◆ About this exercise: Return every line from the one with "for channel in &mut out.channels" through the one with "an empty buffer.", inclusive, exactly as it appears below.

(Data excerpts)
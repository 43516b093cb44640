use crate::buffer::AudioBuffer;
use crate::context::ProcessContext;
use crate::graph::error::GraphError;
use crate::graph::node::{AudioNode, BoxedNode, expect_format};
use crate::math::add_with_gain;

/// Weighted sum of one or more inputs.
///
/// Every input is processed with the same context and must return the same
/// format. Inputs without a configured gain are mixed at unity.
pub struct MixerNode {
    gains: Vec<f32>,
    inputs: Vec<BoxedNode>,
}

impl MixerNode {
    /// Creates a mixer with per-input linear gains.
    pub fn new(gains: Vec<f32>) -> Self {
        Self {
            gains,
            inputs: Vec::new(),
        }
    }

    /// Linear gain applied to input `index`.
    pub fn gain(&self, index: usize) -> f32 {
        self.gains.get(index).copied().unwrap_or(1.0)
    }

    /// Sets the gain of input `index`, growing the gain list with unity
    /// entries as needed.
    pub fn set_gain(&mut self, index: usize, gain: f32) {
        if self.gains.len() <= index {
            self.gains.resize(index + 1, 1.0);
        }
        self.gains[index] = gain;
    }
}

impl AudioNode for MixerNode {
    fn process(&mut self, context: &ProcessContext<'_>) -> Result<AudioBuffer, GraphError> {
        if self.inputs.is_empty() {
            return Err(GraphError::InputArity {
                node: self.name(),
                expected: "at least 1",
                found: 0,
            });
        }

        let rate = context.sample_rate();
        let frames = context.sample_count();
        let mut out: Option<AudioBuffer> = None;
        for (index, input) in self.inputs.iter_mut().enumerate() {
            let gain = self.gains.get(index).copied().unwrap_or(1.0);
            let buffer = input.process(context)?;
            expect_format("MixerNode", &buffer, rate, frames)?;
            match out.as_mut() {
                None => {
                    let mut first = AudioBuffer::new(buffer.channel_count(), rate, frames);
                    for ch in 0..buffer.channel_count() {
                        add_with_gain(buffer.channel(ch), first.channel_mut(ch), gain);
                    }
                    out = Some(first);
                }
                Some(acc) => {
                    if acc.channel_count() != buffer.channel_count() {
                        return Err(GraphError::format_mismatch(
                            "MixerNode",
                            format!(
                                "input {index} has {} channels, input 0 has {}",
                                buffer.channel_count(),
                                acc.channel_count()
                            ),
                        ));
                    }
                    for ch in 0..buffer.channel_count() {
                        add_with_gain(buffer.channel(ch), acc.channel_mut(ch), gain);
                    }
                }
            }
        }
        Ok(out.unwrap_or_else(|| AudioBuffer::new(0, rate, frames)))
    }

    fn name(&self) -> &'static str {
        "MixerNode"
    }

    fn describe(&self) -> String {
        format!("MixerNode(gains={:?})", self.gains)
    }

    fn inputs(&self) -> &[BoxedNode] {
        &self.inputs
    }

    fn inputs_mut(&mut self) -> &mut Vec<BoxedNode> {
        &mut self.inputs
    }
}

...

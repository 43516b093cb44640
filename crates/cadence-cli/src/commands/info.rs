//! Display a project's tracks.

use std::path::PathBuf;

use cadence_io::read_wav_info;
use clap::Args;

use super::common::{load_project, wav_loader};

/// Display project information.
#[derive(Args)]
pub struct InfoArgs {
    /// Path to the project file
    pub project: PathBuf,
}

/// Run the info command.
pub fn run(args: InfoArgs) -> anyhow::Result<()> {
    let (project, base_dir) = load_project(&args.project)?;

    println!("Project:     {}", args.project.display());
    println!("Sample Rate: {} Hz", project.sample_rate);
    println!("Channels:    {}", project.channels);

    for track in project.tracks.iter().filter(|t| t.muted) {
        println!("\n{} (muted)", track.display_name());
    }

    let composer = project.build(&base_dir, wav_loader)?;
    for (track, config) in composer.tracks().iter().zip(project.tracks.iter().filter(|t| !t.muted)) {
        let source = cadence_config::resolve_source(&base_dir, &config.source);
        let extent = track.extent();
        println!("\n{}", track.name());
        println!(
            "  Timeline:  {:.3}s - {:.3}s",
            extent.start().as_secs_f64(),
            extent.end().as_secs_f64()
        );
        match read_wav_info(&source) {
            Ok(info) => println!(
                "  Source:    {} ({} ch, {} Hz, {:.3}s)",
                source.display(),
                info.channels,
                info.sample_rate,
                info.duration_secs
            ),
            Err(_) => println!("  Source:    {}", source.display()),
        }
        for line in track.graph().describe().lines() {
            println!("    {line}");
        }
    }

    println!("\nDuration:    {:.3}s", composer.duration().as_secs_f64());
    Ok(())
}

--

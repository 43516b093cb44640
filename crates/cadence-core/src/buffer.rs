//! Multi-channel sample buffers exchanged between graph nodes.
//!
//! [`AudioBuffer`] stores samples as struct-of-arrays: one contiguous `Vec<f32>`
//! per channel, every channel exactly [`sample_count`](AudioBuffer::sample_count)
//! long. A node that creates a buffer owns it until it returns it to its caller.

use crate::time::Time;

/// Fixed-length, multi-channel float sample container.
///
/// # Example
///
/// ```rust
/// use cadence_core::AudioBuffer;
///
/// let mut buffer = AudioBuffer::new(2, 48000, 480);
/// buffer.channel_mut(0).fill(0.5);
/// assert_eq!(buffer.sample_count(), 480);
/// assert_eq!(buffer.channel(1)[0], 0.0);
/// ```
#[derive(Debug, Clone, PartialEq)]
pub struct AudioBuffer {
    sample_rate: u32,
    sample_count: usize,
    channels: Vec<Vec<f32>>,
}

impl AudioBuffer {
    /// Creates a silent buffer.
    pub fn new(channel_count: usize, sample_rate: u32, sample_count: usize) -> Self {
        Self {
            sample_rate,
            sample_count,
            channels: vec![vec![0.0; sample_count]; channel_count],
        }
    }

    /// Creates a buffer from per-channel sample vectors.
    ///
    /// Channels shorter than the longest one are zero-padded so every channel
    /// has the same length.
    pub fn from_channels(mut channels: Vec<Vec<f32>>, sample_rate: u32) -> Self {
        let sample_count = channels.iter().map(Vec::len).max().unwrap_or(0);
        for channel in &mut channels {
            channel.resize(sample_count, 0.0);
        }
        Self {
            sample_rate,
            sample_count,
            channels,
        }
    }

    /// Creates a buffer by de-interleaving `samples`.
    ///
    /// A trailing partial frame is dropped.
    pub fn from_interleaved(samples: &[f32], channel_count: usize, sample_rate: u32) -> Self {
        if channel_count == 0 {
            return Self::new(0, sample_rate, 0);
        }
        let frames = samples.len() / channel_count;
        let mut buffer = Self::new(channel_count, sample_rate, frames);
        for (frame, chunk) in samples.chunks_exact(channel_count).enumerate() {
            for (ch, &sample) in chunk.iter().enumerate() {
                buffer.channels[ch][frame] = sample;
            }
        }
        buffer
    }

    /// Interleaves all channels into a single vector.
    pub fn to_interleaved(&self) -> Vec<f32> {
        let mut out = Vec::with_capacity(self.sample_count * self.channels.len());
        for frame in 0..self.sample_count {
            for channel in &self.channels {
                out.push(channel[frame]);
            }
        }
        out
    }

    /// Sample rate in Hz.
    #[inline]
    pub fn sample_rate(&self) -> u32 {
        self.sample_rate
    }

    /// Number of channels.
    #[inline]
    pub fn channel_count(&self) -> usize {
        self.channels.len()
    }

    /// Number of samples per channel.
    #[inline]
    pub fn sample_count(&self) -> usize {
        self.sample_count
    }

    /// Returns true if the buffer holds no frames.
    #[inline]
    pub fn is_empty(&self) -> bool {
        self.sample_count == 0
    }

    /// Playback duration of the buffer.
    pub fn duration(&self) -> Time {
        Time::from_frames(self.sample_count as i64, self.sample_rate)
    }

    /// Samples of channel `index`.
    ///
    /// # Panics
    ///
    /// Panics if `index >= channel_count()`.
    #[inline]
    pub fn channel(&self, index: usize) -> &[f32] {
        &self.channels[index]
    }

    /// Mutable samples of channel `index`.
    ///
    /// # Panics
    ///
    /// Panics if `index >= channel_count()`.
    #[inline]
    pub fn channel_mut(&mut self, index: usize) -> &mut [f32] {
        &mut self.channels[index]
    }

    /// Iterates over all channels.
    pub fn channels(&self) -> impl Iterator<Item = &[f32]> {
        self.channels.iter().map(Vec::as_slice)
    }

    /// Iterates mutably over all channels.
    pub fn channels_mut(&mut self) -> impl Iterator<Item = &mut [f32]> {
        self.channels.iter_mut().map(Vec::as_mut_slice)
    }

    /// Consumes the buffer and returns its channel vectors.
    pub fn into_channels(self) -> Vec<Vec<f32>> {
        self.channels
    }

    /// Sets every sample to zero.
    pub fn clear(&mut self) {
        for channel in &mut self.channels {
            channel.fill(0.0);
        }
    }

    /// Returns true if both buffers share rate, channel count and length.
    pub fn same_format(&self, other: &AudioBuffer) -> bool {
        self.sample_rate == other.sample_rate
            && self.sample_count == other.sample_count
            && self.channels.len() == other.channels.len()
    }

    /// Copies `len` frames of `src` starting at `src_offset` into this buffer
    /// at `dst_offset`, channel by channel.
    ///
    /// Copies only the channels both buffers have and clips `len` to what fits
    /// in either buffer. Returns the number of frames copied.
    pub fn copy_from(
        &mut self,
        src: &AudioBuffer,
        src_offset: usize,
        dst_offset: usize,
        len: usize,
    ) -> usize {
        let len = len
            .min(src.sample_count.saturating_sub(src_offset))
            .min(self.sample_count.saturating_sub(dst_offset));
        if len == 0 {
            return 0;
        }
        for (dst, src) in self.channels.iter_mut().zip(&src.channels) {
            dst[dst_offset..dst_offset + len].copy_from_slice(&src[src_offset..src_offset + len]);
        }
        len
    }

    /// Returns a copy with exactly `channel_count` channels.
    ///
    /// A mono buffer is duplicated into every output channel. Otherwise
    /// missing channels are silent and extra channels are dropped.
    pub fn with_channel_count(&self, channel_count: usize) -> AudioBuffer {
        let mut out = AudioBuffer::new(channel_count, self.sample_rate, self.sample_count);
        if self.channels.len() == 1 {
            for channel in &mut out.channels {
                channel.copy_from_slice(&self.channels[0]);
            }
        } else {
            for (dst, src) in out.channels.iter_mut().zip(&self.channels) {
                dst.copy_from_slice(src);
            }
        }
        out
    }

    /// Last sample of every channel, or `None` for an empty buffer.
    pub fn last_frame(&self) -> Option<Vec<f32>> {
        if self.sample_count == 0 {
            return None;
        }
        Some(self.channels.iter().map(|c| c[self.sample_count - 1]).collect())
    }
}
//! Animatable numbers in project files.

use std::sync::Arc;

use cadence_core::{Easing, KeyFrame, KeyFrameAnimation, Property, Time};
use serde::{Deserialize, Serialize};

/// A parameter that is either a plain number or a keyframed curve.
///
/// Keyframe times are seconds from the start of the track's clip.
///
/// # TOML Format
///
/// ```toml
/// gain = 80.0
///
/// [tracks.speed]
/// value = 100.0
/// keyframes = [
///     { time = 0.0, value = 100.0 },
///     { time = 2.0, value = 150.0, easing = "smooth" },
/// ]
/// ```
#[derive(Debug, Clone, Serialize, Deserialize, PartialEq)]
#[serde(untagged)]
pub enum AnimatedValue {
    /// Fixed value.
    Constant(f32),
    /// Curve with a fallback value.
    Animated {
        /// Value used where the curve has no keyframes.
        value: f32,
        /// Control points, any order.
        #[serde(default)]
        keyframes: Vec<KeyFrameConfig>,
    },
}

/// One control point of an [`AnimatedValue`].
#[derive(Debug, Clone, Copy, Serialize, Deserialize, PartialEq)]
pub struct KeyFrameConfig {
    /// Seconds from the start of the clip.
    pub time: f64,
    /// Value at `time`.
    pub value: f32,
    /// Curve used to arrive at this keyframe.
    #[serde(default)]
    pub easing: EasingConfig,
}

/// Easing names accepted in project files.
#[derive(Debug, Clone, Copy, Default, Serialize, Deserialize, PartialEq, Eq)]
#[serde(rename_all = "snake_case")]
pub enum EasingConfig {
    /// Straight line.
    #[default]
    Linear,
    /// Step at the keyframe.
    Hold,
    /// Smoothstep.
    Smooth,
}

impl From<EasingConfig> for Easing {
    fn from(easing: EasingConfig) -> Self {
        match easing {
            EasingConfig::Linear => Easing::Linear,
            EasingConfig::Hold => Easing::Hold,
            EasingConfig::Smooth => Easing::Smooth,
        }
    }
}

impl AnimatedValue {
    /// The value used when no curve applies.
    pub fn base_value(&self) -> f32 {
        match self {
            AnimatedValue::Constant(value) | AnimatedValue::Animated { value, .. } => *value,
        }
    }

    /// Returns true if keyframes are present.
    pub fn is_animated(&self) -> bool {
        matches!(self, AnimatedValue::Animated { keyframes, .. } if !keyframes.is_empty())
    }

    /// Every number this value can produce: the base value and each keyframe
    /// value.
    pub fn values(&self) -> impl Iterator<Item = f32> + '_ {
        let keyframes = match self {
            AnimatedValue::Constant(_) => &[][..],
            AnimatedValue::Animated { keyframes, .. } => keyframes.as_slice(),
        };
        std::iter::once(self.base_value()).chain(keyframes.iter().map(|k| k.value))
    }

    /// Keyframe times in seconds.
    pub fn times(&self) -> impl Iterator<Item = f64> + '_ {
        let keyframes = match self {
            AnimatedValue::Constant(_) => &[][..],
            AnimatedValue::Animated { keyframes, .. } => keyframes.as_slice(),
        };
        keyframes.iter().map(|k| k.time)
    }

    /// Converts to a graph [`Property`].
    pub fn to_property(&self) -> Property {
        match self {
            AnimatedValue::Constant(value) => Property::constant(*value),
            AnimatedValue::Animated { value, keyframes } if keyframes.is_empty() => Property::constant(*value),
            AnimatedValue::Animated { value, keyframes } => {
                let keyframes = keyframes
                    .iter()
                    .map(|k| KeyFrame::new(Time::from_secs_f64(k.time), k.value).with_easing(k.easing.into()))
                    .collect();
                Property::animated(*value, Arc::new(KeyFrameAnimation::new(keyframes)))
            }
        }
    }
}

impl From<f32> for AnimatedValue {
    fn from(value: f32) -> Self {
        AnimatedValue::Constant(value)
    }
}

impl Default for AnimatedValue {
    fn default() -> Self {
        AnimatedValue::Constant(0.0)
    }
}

◆ Task result:
            for channel in &mut out.channels {
                channel.copy_from_slice(&self.channels[0]);
            }
        } else {
            for (dst, src) in out.channels.iter_mut().zip(&self.channels) {
                dst.copy_from_slice(src);
            }
        }
        out
    }

    /// Last sample of every channel, or `None` for an empty buffer.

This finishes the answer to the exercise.